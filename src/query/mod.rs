use serde::{Deserialize, Serialize};

use crate::types::{Row, Value};

mod executor;

pub use executor::QueryExecutor;

/// Which columns a select returns.
#[derive(Debug, Clone, PartialEq, Serialize, Deserialize)]
pub enum Selection {
    All,
    Columns(Vec<String>),
}

/// Whether the backend should report how many rows matched.
#[derive(Debug, Clone, Copy, PartialEq, Eq, Serialize, Deserialize)]
pub enum CountMode {
    None,
    Exact,
}

#[derive(Debug, Clone, PartialEq, Serialize, Deserialize)]
pub enum Condition {
    Equals(String, Value),
    NotEquals(String, Value),
    GreaterThan(String, Value),
    GreaterEquals(String, Value),
    LessThan(String, Value),
    LessEquals(String, Value),
    IsNull(String),
    IsNotNull(String),
}

impl Condition {
    /// Column this condition tests.
    pub fn column(&self) -> &str {
        match self {
            Condition::Equals(col, _)
            | Condition::NotEquals(col, _)
            | Condition::GreaterThan(col, _)
            | Condition::GreaterEquals(col, _)
            | Condition::LessThan(col, _)
            | Condition::LessEquals(col, _)
            | Condition::IsNull(col)
            | Condition::IsNotNull(col) => col,
        }
    }
}

#[derive(Debug, Clone, PartialEq, Serialize, Deserialize)]
pub struct OrderBy {
    pub column: String,
    pub direction: OrderDirection,
}

#[derive(Debug, Clone, Copy, PartialEq, Eq, Serialize, Deserialize)]
pub enum OrderDirection {
    Ascending,
    Descending,
}

/// A declarative read against one remote table.
///
/// Built with chained calls, e.g.
/// `SelectQuery::from("leads").select_all().order("created_at", OrderDirection::Descending).range(0, 9)`.
#[derive(Debug, Clone, PartialEq, Serialize, Deserialize)]
pub struct SelectQuery {
    pub table: String,
    pub selection: Selection,
    pub count: CountMode,
    /// Only the count is wanted; no row bodies are returned.
    pub head: bool,
    pub conditions: Vec<Condition>,
    pub order_by: Vec<OrderBy>,
    /// Inclusive row range `(from, to)`.
    pub range: Option<(usize, usize)>,
    pub limit: Option<usize>,
}

impl SelectQuery {
    pub fn from(table: impl Into<String>) -> Self {
        Self {
            table: table.into(),
            selection: Selection::All,
            count: CountMode::None,
            head: false,
            conditions: Vec::new(),
            order_by: Vec::new(),
            range: None,
            limit: None,
        }
    }

    pub fn select_all(mut self) -> Self {
        self.selection = Selection::All;
        self
    }

    /// Adds `column` to the projection.
    pub fn select(mut self, column: impl Into<String>) -> Self {
        let column = column.into();
        match &mut self.selection {
            Selection::All => self.selection = Selection::Columns(vec![column]),
            Selection::Columns(cols) => cols.push(column),
        }
        self
    }

    pub fn count_exact(mut self) -> Self {
        self.count = CountMode::Exact;
        self
    }

    pub fn head(mut self) -> Self {
        self.head = true;
        self
    }

    pub fn filter(mut self, condition: Condition) -> Self {
        self.conditions.push(condition);
        self
    }

    pub fn gte(self, column: impl Into<String>, value: impl Into<Value>) -> Self {
        self.filter(Condition::GreaterEquals(column.into(), value.into()))
    }

    pub fn not_null(self, column: impl Into<String>) -> Self {
        self.filter(Condition::IsNotNull(column.into()))
    }

    pub fn order(mut self, column: impl Into<String>, direction: OrderDirection) -> Self {
        self.order_by.push(OrderBy {
            column: column.into(),
            direction,
        });
        self
    }

    pub fn range(mut self, from: usize, to: usize) -> Self {
        self.range = Some((from, to));
        self
    }

    pub fn limit(mut self, limit: usize) -> Self {
        self.limit = Some(limit);
        self
    }

    /// Every column the query touches, for backend-side validation.
    pub fn referenced_columns(&self) -> Vec<&str> {
        let mut cols: Vec<&str> = Vec::new();
        if let Selection::Columns(selected) = &self.selection {
            cols.extend(selected.iter().map(String::as_str));
        }
        cols.extend(self.conditions.iter().map(Condition::column));
        cols.extend(self.order_by.iter().map(|o| o.column.as_str()));
        cols
    }
}

/// Rows and/or count returned by the backend for one `SelectQuery`.
#[derive(Debug, Clone, Default, PartialEq)]
pub struct QueryResponse {
    pub rows: Vec<Row>,
    /// Present only when the query asked for `CountMode::Exact`.
    pub count: Option<u64>,
}

#[cfg(test)]
mod tests {
    use super::*;

    #[test]
    fn test_builder() {
        let query = SelectQuery::from("leads")
            .select("value")
            .select("name")
            .not_null("value")
            .order("value", OrderDirection::Descending)
            .limit(5);

        assert_eq!(query.table, "leads");
        assert_eq!(
            query.selection,
            Selection::Columns(vec!["value".to_string(), "name".to_string()])
        );
        assert_eq!(query.conditions, vec![Condition::IsNotNull("value".to_string())]);
        assert_eq!(query.limit, Some(5));
        assert_eq!(query.count, CountMode::None);
        assert!(!query.head);
        assert_eq!(query.referenced_columns(), vec!["value", "name", "value", "value"]);
    }

    #[test]
    fn test_count_head() {
        let query = SelectQuery::from("leads")
            .count_exact()
            .head()
            .gte("created_at", "2024-01-01T00:00:00Z");

        assert_eq!(query.selection, Selection::All);
        assert_eq!(query.count, CountMode::Exact);
        assert!(query.head);
        assert_eq!(query.conditions[0].column(), "created_at");
    }
}
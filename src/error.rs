use thiserror::Error;

#[derive(Error, Debug)]
pub enum Error {
    /// Anything the table backend reports: transport failure, unknown
    /// table, permission denial, malformed filter.
    #[error("Remote query error: {0}")]
    RemoteQuery(String),

    /// The backend rejected a query naming a column the table lacks.
    #[error("Remote query error: column {table}.{column} does not exist")]
    UnknownColumn { table: String, column: String },

    #[error("Invalid request: {0}")]
    InvalidRequest(String),

    #[error("Configuration error: {0}")]
    Config(String),

    #[error("I/O error: {0}")]
    Io(#[from] std::io::Error),

    #[error("JSON error: {0}")]
    Json(#[from] serde_json::Error),
}

impl Error {
    /// True for failures raised by the table backend.
    pub fn is_remote(&self) -> bool {
        matches!(self, Error::RemoteQuery(_) | Error::UnknownColumn { .. })
    }
}
use std::collections::{BTreeMap, HashMap};

use serde::{Deserialize, Serialize};

use crate::types::Row;

/// One series of a chart, in the shape chart widgets consume.
#[derive(Debug, Clone, PartialEq, Serialize, Deserialize)]
#[serde(rename_all = "camelCase")]
pub struct Dataset {
    pub label: String,
    pub data: Vec<u64>,
    pub background_color: Vec<String>,
}

/// Category labels with per-label counts.
#[derive(Debug, Clone, Default, PartialEq, Serialize, Deserialize)]
pub struct ChartSeries {
    pub labels: Vec<String>,
    pub datasets: Vec<Dataset>,
}

impl ChartSeries {
    pub fn is_empty(&self) -> bool {
        self.labels.is_empty()
    }

    /// Counts of the first dataset, or an empty slice.
    pub fn counts(&self) -> &[u64] {
        self.datasets.first().map(|d| d.data.as_slice()).unwrap_or(&[])
    }
}

/// Dashboard summary for one table.
#[derive(Debug, Clone, Default, PartialEq, Serialize, Deserialize)]
#[serde(rename_all = "camelCase")]
pub struct StatisticsSummary {
    pub total_records: u64,
    pub recent_records: u64,
    #[serde(skip_serializing_if = "Option::is_none")]
    pub total_value: Option<f64>,
    #[serde(skip_serializing_if = "Option::is_none")]
    pub average_value: Option<f64>,
    #[serde(skip_serializing_if = "Option::is_none")]
    pub status_breakdown: Option<BTreeMap<String, u64>>,
}

/// Sum and mean over the non-null values of one column.
#[derive(Debug, Clone, Copy, PartialEq)]
pub struct ValueStats {
    pub total: f64,
    pub average: f64,
    pub count: usize,
}

/// Count rows per distinct value of `column`, in first-seen label order.
///
/// Null or missing values are counted under `unknown_label`. Colors cycle
/// through `palette` by label position. No rows gives a series with no
/// datasets.
pub fn group_counts(rows: &[Row], column: &str, unknown_label: &str, palette: &[String]) -> ChartSeries {
    let mut labels: Vec<String> = Vec::new();
    let mut counts: Vec<u64> = Vec::new();
    let mut index: HashMap<String, usize> = HashMap::new();

    for row in rows {
        let label = row
            .get(column)
            .to_label()
            .unwrap_or_else(|| unknown_label.to_string());

        match index.get(&label).copied() {
            Some(i) => counts[i] += 1,
            None => {
                index.insert(label.clone(), labels.len());
                labels.push(label);
                counts.push(1);
            }
        }
    }

    if labels.is_empty() {
        return ChartSeries::default();
    }

    let background_color = if palette.is_empty() {
        Vec::new()
    } else {
        (0..labels.len()).map(|i| palette[i % palette.len()].clone()).collect()
    };

    ChartSeries {
        labels,
        datasets: vec![Dataset {
            label: format!("Count by {}", column),
            data: counts,
            background_color,
        }],
    }
}

/// Count rows per non-null value of `column`.
///
/// Unlike `group_counts`, null values are dropped rather than bucketed.
/// Returns `None` when no row has a value.
pub fn breakdown(rows: &[Row], column: &str) -> Option<BTreeMap<String, u64>> {
    let mut counts = BTreeMap::new();
    for label in rows.iter().filter_map(|row| row.get(column).to_label()) {
        *counts.entry(label).or_insert(0) += 1;
    }
    if counts.is_empty() {
        None
    } else {
        Some(counts)
    }
}

/// Sum and average of the non-null values in `column`; `None` if there are none.
pub fn value_stats(rows: &[Row], column: &str) -> Option<ValueStats> {
    let values: Vec<f64> = rows
        .iter()
        .map(|row| row.get(column))
        .filter(|v| !v.is_null())
        .map(|v| v.to_number())
        .collect();

    if values.is_empty() {
        return None;
    }

    let total: f64 = values.iter().sum();
    Some(ValueStats {
        total,
        average: total / values.len() as f64,
        count: values.len(),
    })
}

ASSIGNED TASK –
Copy, from the material, each line that holds the string "Some".

RESULT FOR THIS EXERCISE –
        self.range = Some((from, to));
        self.limit = Some(limit);
        assert_eq!(query.limit, Some(5));
            Some(i) => counts[i] += 1,
        Some(counts)
    Some(ValueStats {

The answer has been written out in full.